Penambangan batu di Nguncup
Halo Berita

Batu Nguncup Naik Kelas, Ekonomi Warga Ikut Terangkat

  • Awalnya baru yang ditambang warga Nguncup, Jetis Lor, Nawangan ini hanya digunakan untuk material bangunan, namun kini naik kelas menjadi bahan ornamen yang cukup indah.

Halo Berita
AZ

AZ

Author

Halopacitan, Nawangan—Ditambang di sekitar Gunung Watu Cathak  Dahulu sejak sekitar tahun 1997, batu-batu ini hanya digunakan untuk brokol atau batu gebal guna mencukupi kebutuhan material bangunan.

Setelah ada survei dan dibawa ke Tulungagung, ternyata batuan di wilayah Nguncup tersebut merupakan batuan  sejenis marmer muda berwarna hijau dan lebih dikenal dengan sebutan batu brobos atau baligreen. Meski tidak secemerlang dan sekeras  marmer biasa, batu brobos bisa diolah untuk ornamen memperindah rumah sebagai batu tempel.

Batu Brobos Nguncup terdiri dari dua model yakni polos dan batik. Menurut keterangan Triyanto salah satu pemilik areal tambang batu, untuk saat ini batu yang laku hanya yang batik.

"Kalo dahulu, semua batu laku. Diawal-awal pengambilan untuk bahan baku baligreen ditahun 2008 kami mengirim balok-balok batu brobos semua jenis, tetapi akhir-akhir ini hanya yang batik yang laku. Mungkin mengikuti trend saja,” katanya kepada Halopacitan Rabu (06/02/2019).

Masih menurut Triyanto, rata-rata batu brobos dikirim ke Tulungagung dan masih berbentuk bahan mentah berupa balok-balok batu dalam hitungan kubikasi. "Pengusaha di Tulungagung tidak mau membeli jika dalam bentuk jadi. Selain kalah kualitas pengerjaannya, mereka juga tidak mau rugi karena tenaganya jadi menganggur," jelasnya lagi.

Tetapi di Nguncup sendiri juga ada beberapa orang yang berprofesi sebagai perajin batu tempel, seperti yang dilakukan Sotomo pemilik penggergajian batu dan Sakidi yang masih bersaudaranya.
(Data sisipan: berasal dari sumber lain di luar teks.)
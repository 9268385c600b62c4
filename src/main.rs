use clap::Parser;
use protomods::cli::args::Cli;
use protomods::cli::commands::execute_command;
use protomods::cli::output;
use tracing::level_filters::LevelFilter;
use tracing_subscriber::fmt::format::FmtSpan;
use tracing_subscriber::layer::SubscriberExt;
use tracing_subscriber::util::SubscriberInitExt;
use tracing_subscriber::{fmt, Layer};

fn main() {
    let cli = Cli::parse();

    setup_logging(cli.verbose);

    if let Err(e) = execute_command(&cli) {
        output::error(&e);
        std::process::exit(e.exit_code());
    }
}

fn setup_logging(verbosity: u8) {
    let filter = match verbosity {
        0 => LevelFilter::WARN,
        1 => LevelFilter::INFO,
        2 => LevelFilter::DEBUG,
        _ => LevelFilter::TRACE,
    };

    // Log output goes to stderr; stdout carries generated data
    let fmt_layer = fmt::layer()
        .with_writer(std::io::stderr)
        .with_target(true)
        .with_thread_names(false)
        .with_span_events(FmtSpan::CLOSE);

    tracing_subscriber::registry()
        .with(fmt_layer.with_filter(filter))
        .init();

    match filter {
        LevelFilter::INFO => tracing::info!("Log level: info"),
        LevelFilter::DEBUG => tracing::debug!("Log level: debug"),
        LevelFilter::TRACE => tracing::debug!("Log level: trace"),
        _ => {}
    }
}

#[cfg(test)]
mod tests {
    use super::*;
    use protomods::util::testing;

    // https://docs.rs/clap/latest/clap/_derive/_tutorial/index.html#testing
    #[test]
    fn verify_cli() {
        testing::init_test_setup();
        use clap::CommandFactory;
        Cli::command().debug_assert();
    }

    #[test]
    fn given_no_subcommand_when_parsing_then_defaults_to_generate() {
        let cli = Cli::try_parse_from(["protomods", "-vv", "-C", "/tmp"]).unwrap();
        assert!(cli.command.is_none());
        assert_eq!(cli.verbose, 2);
        assert_eq!(cli.project_dir.as_deref(), Some(std::path::Path::new("/tmp")));
    }
}
//! Generation pipeline
//!
//! discovery → parse → exclusion → namespace tree → render → write → format.

use std::path::{Path, PathBuf};
use std::sync::Arc;

use tracing::{debug, info, instrument};

use crate::application::services::discovery::DiscoveryService;
use crate::application::services::emitter::{ArtifactEmitter, FormatOutcome, RenderedArtifacts};
use crate::application::ApplicationResult;
use crate::config::Settings;
use crate::domain::{
    classify, collect_identifiers, collect_paths, ClassificationStats, ExclusionFilter,
    NamespaceTree, PackageRow,
};
use crate::infrastructure::render::Renderer;
use crate::infrastructure::traits::{CommandRunner, FileSystem};

/// Everything derived from one discovery run, before any output is written.
#[derive(Debug)]
pub struct GenerationPlan {
    pub rows: Vec<PackageRow>,
    /// Source paths in row order, one per row
    pub paths: Vec<String>,
    pub tree: NamespaceTree,
    pub stats: ClassificationStats,
    /// Identifiers removed by the denylist
    pub excluded: usize,
}

/// Switches for a generation run.
#[derive(Debug, Clone, Copy, PartialEq, Eq)]
pub struct GenerateOptions {
    /// Render but do not write or format
    pub dry_run: bool,
    /// Run the formatter after writing (if enabled in settings)
    pub format: bool,
}

impl Default for GenerateOptions {
    fn default() -> Self {
        Self {
            dry_run: false,
            format: true,
        }
    }
}

/// Summary of a generation run.
#[derive(Debug)]
pub struct GenerateReport {
    pub rows: usize,
    pub stats: ClassificationStats,
    pub excluded: usize,
    pub artifacts: RenderedArtifacts,
    /// Paths actually written (empty on dry run)
    pub written: Vec<PathBuf>,
    pub format: FormatOutcome,
}

/// Service running the whole pre-build generation.
pub struct GenerateService {
    discovery: DiscoveryService,
    emitter: ArtifactEmitter,
    settings: Arc<Settings>,
}

impl GenerateService {
    pub fn new(
        fs: Arc<dyn FileSystem>,
        cmd: Arc<dyn CommandRunner>,
        renderer: Arc<dyn Renderer>,
        settings: Arc<Settings>,
    ) -> Self {
        Self {
            discovery: DiscoveryService::new(cmd.clone(), settings.clone()),
            emitter: ArtifactEmitter::new(fs, cmd, renderer, settings.clone()),
            settings,
        }
    }

    /// Discover packages and build the namespace tree.
    ///
    /// All precondition failures (malformed rows or identifiers, missing
    /// denylist entries) surface here, before anything is written.
    #[instrument(level = "debug", skip(self))]
    pub fn plan(&self, project_dir: &Path) -> ApplicationResult<GenerationPlan> {
        let rows = self.discovery.discover(project_dir)?;
        Self::plan_from_rows(rows, &self.settings.exclude)
    }

    /// Build a plan from already parsed rows.
    pub fn plan_from_rows(
        rows: Vec<PackageRow>,
        exclude: &[String],
    ) -> ApplicationResult<GenerationPlan> {
        let paths = collect_paths(&rows);
        let identifiers = collect_identifiers(&rows);

        let filter = ExclusionFilter::from_strings(exclude)?;
        let before = identifiers.len();
        let identifiers = filter.apply(identifiers)?;
        let excluded = before - identifiers.len();

        let classified = classify(&identifiers);
        let stats = ClassificationStats::from_classified(&classified);
        debug!(
            "plan: {} leaves, {} parents, {} duplicates, {} excluded",
            stats.leaves, stats.parents, stats.duplicates, excluded
        );
        let tree = NamespaceTree::from_classified(&classified);

        Ok(GenerationPlan {
            rows,
            paths,
            tree,
            stats,
            excluded,
        })
    }

    /// Run the full pipeline.
    #[instrument(level = "debug", skip(self))]
    pub fn generate(
        &self,
        project_dir: &Path,
        options: GenerateOptions,
    ) -> ApplicationResult<GenerateReport> {
        let plan = self.plan(project_dir)?;
        let artifacts = self.emitter.render(project_dir, &plan.tree, &plan.paths)?;

        let (written, format) = if options.dry_run {
            info!("dry run: nothing written");
            (Vec::new(), FormatOutcome::Skipped)
        } else {
            self.emitter.write(&artifacts)?;
            let format = if options.format {
                self.emitter.format(project_dir)
            } else {
                FormatOutcome::Skipped
            };
            (
                vec![artifacts.namespace.path.clone(), artifacts.build.path.clone()],
                format,
            )
        };

        Ok(GenerateReport {
            rows: plan.rows.len(),
            stats: plan.stats,
            excluded: plan.excluded,
            artifacts,
            written,
            format,
        })
    }
}
//! I/O boundary traits for testability
//!
//! These traits abstract external I/O operations, allowing services
//! to be tested with mock implementations.

use std::io;
use std::path::Path;
use std::process::Output;

/// Filesystem abstraction for testability.
pub trait FileSystem: Send + Sync {
    /// Write string content to file.
    fn write(&self, path: &Path, content: &str) -> io::Result<()>;

    /// Create directory and all parent directories.
    fn create_dir_all(&self, path: &Path) -> io::Result<()>;

    /// Create parent directories if needed.
    fn ensure_parent(&self, path: &Path) -> io::Result<()>;
}

/// External command runner abstraction.
pub trait CommandRunner: Send + Sync {
    /// Run a command with arguments inside `dir`, capturing its output.
    fn run_in(&self, dir: &Path, cmd: &str, args: &[&str]) -> io::Result<Output>;
}

// ============================================================
// REAL IMPLEMENTATIONS
// ============================================================

/// Real filesystem implementation.
#[derive(Debug, Default)]
pub struct RealFileSystem;

impl FileSystem for RealFileSystem {
    fn write(&self, path: &Path, content: &str) -> io::Result<()> {
        std::fs::write(path, content)
    }

    fn create_dir_all(&self, path: &Path) -> io::Result<()> {
        std::fs::create_dir_all(path)
    }

    fn ensure_parent(&self, path: &Path) -> io::Result<()> {
        if let Some(parent) = path.parent() {
            if !parent.as_os_str().is_empty() {
                self.create_dir_all(parent)?;
            }
        }
        Ok(())
    }
}

/// Real command runner implementation.
#[derive(Debug, Default)]
pub struct RealCommandRunner;

impl CommandRunner for RealCommandRunner {
    fn run_in(&self, dir: &Path, cmd: &str, args: &[&str]) -> io::Result<Output> {
        std::process::Command::new(cmd)
            .args(args)
            .current_dir(dir)
            .output()
    }
}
"Produksi tidak banyak, hanya untuk mencukupi kebutuhan lokal saja luar kota paling wilayah Wonogiri dan Ponorogo. Untuk pemasaran kita terkendala  tempat, Nguncup ini kan jauh dari kota, sedangkan untuk beli tempat di kota uangnya yang tidak ada " ucap Samidi.

Walaupun belum bisa maksimal dalam pengolahan dan pemasaran, tetapi kebutuhan ornamen batu tempel yang cenderung meningkat ini memberi harapan bagi masyarakat Nguncup.

"Sebelum batu brobos ini laku, kami termasuk wilayah yang tertinggal. Alhamdulillah, semenjak batu brobos menjadi komoditas, masyarakat Nguncup khususnya mulai membaik kehidupannya,” ujarnya.

Dia mengatakan ketika tahun 1997-an di Nguncup ini hanya ada tiga orang yang punya sepeda motor dan hanya dua rumah yang mempunyai pesawat televisi. “Sekarang setiap rumah punya motor dan televisi bahkan banyak yang punya armada truk untuk melelakukan pengiriman batu. Yah, saya sangat bersyukur" ucap Triyanto.